Friday, May 09, 2008
May Trading Update
First prime yourself with my March and April Trading Updates.
So what have I done recently?
Well, I pared my Google down to its original size.
I shorted Washington Mutual at $12 - currently trading $10.54.
I shorted Lehman Brothers at $47.45 - currently trading at $43.45.
I added to my UltraShort Real Estate ETF position at $86.67 - currently trading at $87.17. My cost basis is around $91.00, so still slightly underwater. The recent run-up in its largest component, Simon Property Group, which I am also short outright, has been the culprit for my SRS loss.
I also initiated a small short position on the NASDAQ. Essentially, I shorted the QQQQ at $48.49 - it's currently trading at $48.17.

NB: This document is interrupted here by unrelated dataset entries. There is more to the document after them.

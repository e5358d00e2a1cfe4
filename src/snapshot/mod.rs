//! Snapshot acquisition and wire payload
//!
//! One [`Snapshot`] is produced per broadcast tick by querying a
//! [`SessionProvider`]: either the current session's structured fields (with
//! an optional base64 thumbnail), an explicit "no session" marker, or an
//! error marker carrying a failure description. The JSON shapes are a
//! stable wire contract consumed by subscribers.
//!
//! The provider abstracts the OS-level "now playing" query (Windows SMTC in
//! the reference deployment); platform integrations implement the traits in
//! [`provider`] out of tree.

pub mod payload;
pub mod provider;

pub use payload::{acquire, MediaInfo, Snapshot, NO_SESSION_MESSAGE};
pub use provider::{
    AutoRepeatMode, IdleProvider, MediaProperties, MediaSession, PlaybackInfo, PlaybackStatus,
    PlaybackType, SessionError, SessionProvider, ThumbnailRef, Timeline,
};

As y'all can see, I haven't been doing much trading or blogging. When the (relatively speaking) warm weather breaks in New England, I spend an inordinate amount of time outside for any reason whatsoever: golf, yardwork, the beach, and taking my kids to the playground. People think the spring and the fall are so euphoric up here but that's not really true.
It's just that the 5 month winter is that dour!
The overall economy is foundering. Forget whatever the headline GDP numbers are saying. Tax receipts are falling nationwide. Credit card usage is way up. And an astounding 18% of workers are currently borrowing from their retirement accounts. Of course gasoline is pushing $4 a gallon and the housing market is still spiralling down the toilet.
As you can see, I am pretty bearish on the large financial companies. I'll re-catalog my financial shorts here: Bank of America, First Federal, HSBC, H&R Block, Washington Mutual, Wells Fargo.
And note that I have been periodically shorting Fannie Mae, Capital One Financial, Citigroup, and Wachovia.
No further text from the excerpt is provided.